窗格上的帘子被一只白皙纤手从内缓缓撩起,帘后映出半张俊美绝伦的容颜,他冷冽的目光穿出,直射在陆离馆的门口,如锁定猎物的鹰隼,隐隐透出一股阴鸷,让人不寒而栗……
幽梦和冬至进去后找了个靠角落的位置坐下,正巧碰上一群儒生扎堆起哄说要对诗。都说这陆离馆人气足,多聚才俊之流。
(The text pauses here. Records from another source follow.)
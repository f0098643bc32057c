//! Scene composition: the four particle groups, the topper star and the
//! ambient sparkles.
//!
//! | Group | Colour | Role | Base scale | Spin | Count | Shape |
//! |---|---|---|---|---|---|---|
//! | leaves primary   | `#8170fc` | foliage  | 0.08 | + | 12000 | octahedron  |
//! | leaves secondary | `#c0b2e9` | foliage  | 0.08 | + |  8000 | octahedron  |
//! | ornaments        | `#ffffff` | ornament | 0.12 | − |  1500 | icosahedron |
//! | ribbon           | `#ffffff` | ribbon   | 0.05 | − |  5000 | tetrahedron |
//!
//! The whole tree hangs under a root transform (offset `(0, −1, 0)`, scale
//! 0.9).  The star and sparkles live in world space.

use std::f32::consts::{PI, TAU};

use glam::{Quat, Vec3};
use log::info;
use rand::rngs::StdRng;
use rand::{Rng, SeedableRng};
use tree_formation::{generate_with, Role};
use tree_motion::{
    ease, motion_clock, Direction, FrameInput, GroupAnimator, Material, Mode, ModeSignal,
    MotionTuning, ParticleGroup, SignalSnapshot,
};

use crate::config::AppConfig;

/// Scene colours, `0xRRGGBB`.
pub mod palette {
    pub const BACKGROUND:     u32 = 0x050103;
    pub const LEAF_PRIMARY:   u32 = 0x8170FC;
    pub const LEAF_SECONDARY: u32 = 0xC0B2E9;
    pub const ORNAMENT:       u32 = 0xFFFFFF;
    pub const RIBBON:         u32 = 0xFFFFFF;
    pub const GOLD:           u32 = 0xFFF0C0;
    pub const SPARKLE:        u32 = 0xC0B2E9;
}

// ════════════════════════════════════════════════════════════════════════════
// Groups
// ════════════════════════════════════════════════════════════════════════════

/// Instance geometry.  The software visualizer only uses its footprint.
#[derive(Clone, Copy, Debug, PartialEq, Eq)]
pub enum Shape {
    Octahedron,
    Icosahedron,
    Tetrahedron,
}

impl Shape {
    /// Apparent size of a unit instance relative to a unit sphere.
    pub fn footprint(self) -> f32 {
        match self {
            Shape::Octahedron  => 0.9,
            Shape::Icosahedron => 1.0,
            Shape::Tetrahedron => 0.75,
        }
    }
}

#[derive(Clone, Copy, Debug, PartialEq)]
pub struct GroupConfig {
    pub name:       &'static str,
    pub count:      usize,
    pub role:       Role,
    pub color:      u32,
    pub shape:      Shape,
    pub base_scale: f32,
    pub direction:  Direction,
}

impl GroupConfig {
    /// Same group with its count multiplied by `density`.
    pub fn scaled(self, density: f32) -> Self {
        let count = (self.count as f32 * density.max(0.0)).round() as usize;
        GroupConfig { count, ..self }
    }

    pub fn particle_group(&self) -> ParticleGroup {
        ParticleGroup {
            count:      self.count,
            role:       self.role,
            base_scale: self.base_scale,
            direction:  self.direction,
        }
    }

    pub fn material(&self) -> Material {
        Material::for_role(self.role, self.color)
    }
}

/// The four groups of the full tree.
pub fn default_groups() -> [GroupConfig; 4] {
    use Direction::{Clockwise as Cw, CounterClockwise as Ccw};
    [
        GroupConfig { name: "leaves primary",   count: 12_000, role: Role::Foliage,  color: palette::LEAF_PRIMARY,   shape: Shape::Octahedron,  base_scale: 0.08, direction: Ccw },
        GroupConfig { name: "leaves secondary", count:  8_000, role: Role::Foliage,  color: palette::LEAF_SECONDARY, shape: Shape::Octahedron,  base_scale: 0.08, direction: Ccw },
        GroupConfig { name: "ornaments",        count:  1_500, role: Role::Ornament, color: palette::ORNAMENT,       shape: Shape::Icosahedron, base_scale: 0.12, direction: Cw  },
        GroupConfig { name: "ribbon",           count:  5_000, role: Role::Ribbon,   color: palette::RIBBON,         shape: Shape::Tetrahedron, base_scale: 0.05, direction: Cw  },
    ]
}

/// Transform applied to every particle group.
#[derive(Clone, Copy, Debug, PartialEq)]
pub struct RootTransform {
    pub offset: Vec3,
    pub scale:  f32,
}

impl Default for RootTransform {
    fn default() -> Self {
        RootTransform { offset: Vec3::new(0.0, -1.0, 0.0), scale: 0.9 }
    }
}

impl RootTransform {
    pub fn apply(&self, local: Vec3) -> Vec3 {
        local * self.scale + self.offset
    }
}

// ════════════════════════════════════════════════════════════════════════════
// Topper star
// ════════════════════════════════════════════════════════════════════════════

pub const TOPPER_HEIGHT: f32 = 3.6;
pub const TOPPER_BOB:    f32 = 0.1;
/// Spin about the vertical axis, rad/s.
pub const TOPPER_SPIN:   f32 = 0.5;
pub const TOPPER_EASE:   f32 = 3.0;
pub const STAR_POINTS:   usize = 5;
pub const STAR_OUTER:    f32 = 0.5;
pub const STAR_INNER:    f32 = 0.22;

/// The gold star above the tree.  Shrinks away when the tree explodes.
#[derive(Clone, Copy, Debug, PartialEq)]
pub struct Topper {
    pub position: Vec3,
    pub spin:     f32,
    pub scale:    f32,
}

impl Default for Topper {
    fn default() -> Self {
        Topper { position: Vec3::new(0.0, TOPPER_HEIGHT, 0.0), spin: 0.0, scale: 1.0 }
    }
}

impl Topper {
    /// `clock` is the folded procedural clock, not raw session time.
    pub fn step(&mut self, delta: f32, clock: f32, mode: Mode) {
        self.position.y = TOPPER_HEIGHT + clock.sin() * TOPPER_BOB;
        self.spin       = (self.spin + delta.max(0.0) * TOPPER_SPIN).rem_euclid(TAU);
        let target = match mode {
            Mode::Assembled => 1.0,
            Mode::Exploded  => 0.0,
        };
        self.scale = ease(self.scale, target, delta, TOPPER_EASE);
    }

    /// Star outline in world space, alternating outer and inner vertices,
    /// starting at the top point.
    pub fn outline(&self) -> [Vec3; STAR_POINTS * 2] {
        let spin = Quat::from_rotation_y(self.spin);
        std::array::from_fn(|k| {
            let r = if k % 2 == 0 { STAR_OUTER } else { STAR_INNER };
            let a = k as f32 * PI / STAR_POINTS as f32;
            let local = Vec3::new(-a.sin() * r, a.cos() * r, 0.0);
            self.position + spin * (local * self.scale)
        })
    }
}

// ════════════════════════════════════════════════════════════════════════════
// Sparkles
// ════════════════════════════════════════════════════════════════════════════

pub const SPARKLE_COUNT: usize = 500;
/// Edge of the cube the sparkles fill.
pub const SPARKLE_SPAN:  f32 = 20.0;
pub const SPARKLE_SPEED: f32 = 0.2;
const SPARKLE_DRIFT:     f32 = 0.4;

/// Ambient glitter.  Positions are a pure function of the seed and time.
#[derive(Clone, Debug)]
pub struct Sparkles {
    base:    Vec<Vec3>,
    phase:   Vec<f32>,
    elapsed: f32,
}

impl Sparkles {
    pub fn generate<R: Rng + ?Sized>(rng: &mut R, count: usize) -> Self {
        let half = SPARKLE_SPAN / 2.0;
        let base = (0..count)
            .map(|_| Vec3::new(
                rng.random_range(-half..half),
                rng.random_range(-half..half),
                rng.random_range(-half..half),
            ))
            .collect();
        let phase = (0..count).map(|_| rng.random::<f32>() * TAU).collect();
        Sparkles { base, phase, elapsed: 0.0 }
    }

    pub fn len(&self) -> usize { self.base.len() }
    pub fn is_empty(&self) -> bool { self.base.is_empty() }

    pub fn set_time(&mut self, elapsed: f32) {
        self.elapsed = elapsed;
    }

    /// Position and brightness (`0..=1`) of every sparkle.
    pub fn points(&self) -> impl Iterator<Item = (Vec3, f32)> + '_ {
        let t = self.elapsed * SPARKLE_SPEED;
        self.base.iter().zip(&self.phase).map(move |(&p, &ph)| {
            let drift = Vec3::new(
                (t + ph).sin(),
                (t * 1.5 + ph * 2.0).sin(),
                (t * 0.5 + ph * 3.0).cos(),
            ) * SPARKLE_DRIFT;
            let twinkle = 0.5 + 0.5 * (self.elapsed * 2.0 + ph).sin();
            (p + drift, twinkle)
        })
    }
}

// ════════════════════════════════════════════════════════════════════════════
// Scene
// ════════════════════════════════════════════════════════════════════════════

pub struct SceneGroup {
    pub config:   GroupConfig,
    pub animator: GroupAnimator,
}

/// Everything that moves, advanced once per frame from one signal snapshot.
pub struct Scene {
    groups:   Vec<SceneGroup>,
    topper:   Topper,
    sparkles: Sparkles,
    root:     RootTransform,
    /// Session seconds.  Kept in f64; frames only ever see [`motion_clock`].
    elapsed:  f64,
    snapshot: SignalSnapshot,
}

impl Scene {
    /// Build the default scene at the configured density.
    pub fn from_config(cfg: &AppConfig) -> tree_motion::Result<Self> {
        let groups: Vec<GroupConfig> = default_groups()
            .into_iter()
            .map(|g| g.scaled(cfg.density))
            .collect();
        Scene::tuned(&groups, cfg.seed, cfg.tuning)
    }

    /// Build a scene from explicit groups.  A seed makes formations and
    /// sparkles reproducible.
    pub fn new(configs: &[GroupConfig], seed: Option<u64>) -> tree_motion::Result<Self> {
        Scene::tuned(configs, seed, MotionTuning::default())
    }

    /// [`Scene::new`] with every group running on `tuning`.
    pub fn tuned(
        configs: &[GroupConfig],
        seed:    Option<u64>,
        tuning:  MotionTuning,
    ) -> tree_motion::Result<Self> {
        let mut rng = match seed {
            Some(s) => StdRng::seed_from_u64(s),
            None    => StdRng::from_rng(&mut rand::rng()),
        };

        let groups = configs
            .iter()
            .map(|&config| {
                let formation = generate_with(&mut rng, config.count, config.role);
                let animator = GroupAnimator::with_formation(
                    config.particle_group(),
                    config.material(),
                    formation,
                )?
                .with_tuning(tuning);
                Ok(SceneGroup { config, animator })
            })
            .collect::<tree_motion::Result<Vec<_>>>()?;

        let sparkles = Sparkles::generate(&mut rng, SPARKLE_COUNT);
        let scene = Scene {
            groups,
            topper: Topper::default(),
            sparkles,
            root: RootTransform::default(),
            elapsed: 0.0,
            snapshot: SignalSnapshot::default(),
        };
        info!("scene built: {} particles in {} groups", scene.total_particles(), scene.groups.len());
        Ok(scene)
    }

    /// Advance by `delta` seconds.  The signal is read exactly once.
    pub fn step(&mut self, delta: f32, signal: &ModeSignal) {
        let delta = delta.max(0.0);
        self.elapsed += f64::from(delta);
        self.snapshot = signal.snapshot();
        let clock = motion_clock(self.elapsed);

        let frame = FrameInput { delta, elapsed: clock, signal: self.snapshot };
        for g in &mut self.groups {
            g.animator.step(&frame);
        }
        self.topper.step(delta, clock, self.snapshot.mode);
        self.sparkles.set_time(clock);
    }

    pub fn groups(&self)   -> &[SceneGroup]   { &self.groups }
    pub fn topper(&self)   -> &Topper         { &self.topper }
    pub fn sparkles(&self) -> &Sparkles       { &self.sparkles }
    pub fn root(&self)     -> &RootTransform  { &self.root }
    pub fn elapsed(&self)  -> f64             { self.elapsed }
    /// The snapshot the last step ran on.
    pub fn snapshot(&self) -> &SignalSnapshot { &self.snapshot }

    pub fn total_particles(&self) -> usize {
        self.groups.iter().map(|g| g.config.count).sum()
    }

    /// Mean blend factor across non-empty groups.
    pub fn blend(&self) -> f32 {
        let live: Vec<f32> = self.groups
            .iter()
            .filter(|g| g.config.count > 0)
            .map(|g| g.animator.blend_factor())
            .collect();
        if live.is_empty() { 0.0 } else { live.iter().sum::<f32>() / live.len() as f32 }
    }
}

// ════════════════════════════════════════════════════════════════════════════
// Tests
// ════════════════════════════════════════════════════════════════════════════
幽梦便不动声色地坐着,合起折扇在手中悠闲自在地旋转把玩,一边打量着那群所谓的“名流雅士”,物色着她的“贤才”。
“我先来起个头!”其中一个油头粉面的男人窜起来,折扇于掌心装模作样地一拍,“琵琶声停欲语迟,似诉平生不得志。”
“好!”座中此起彼伏的叫好,颇有些虚张声势的味道。
喧闹中又有个尖嘴猴腮的男人起身附和,只见他嬉皮笑脸,抖落满身的喜感:“人生在世不如意,不如自挂东、南、枝!”
都是些什么歪瓜裂枣?幽梦隔着大老远的距离都能感到满身的尴尬,还是自诩有才的读书人呢,真替他们羞愧。
“好!对得好!”
“好好好!”
“工整押韵,意境相合,宛如浑然天成!妙!妙啊!”
“真是好诗!好诗啊……”
这还叫好诗啊?幽梦不禁扶额,掩藏起脸上无奈而嘲讽的冷笑,也不知冬至是听了谁的浑话,把她骗来这里,如今她想死的心都有了:我倒真希望有个东南枝,让你们集体吊死算了,省得在这丢人现眼!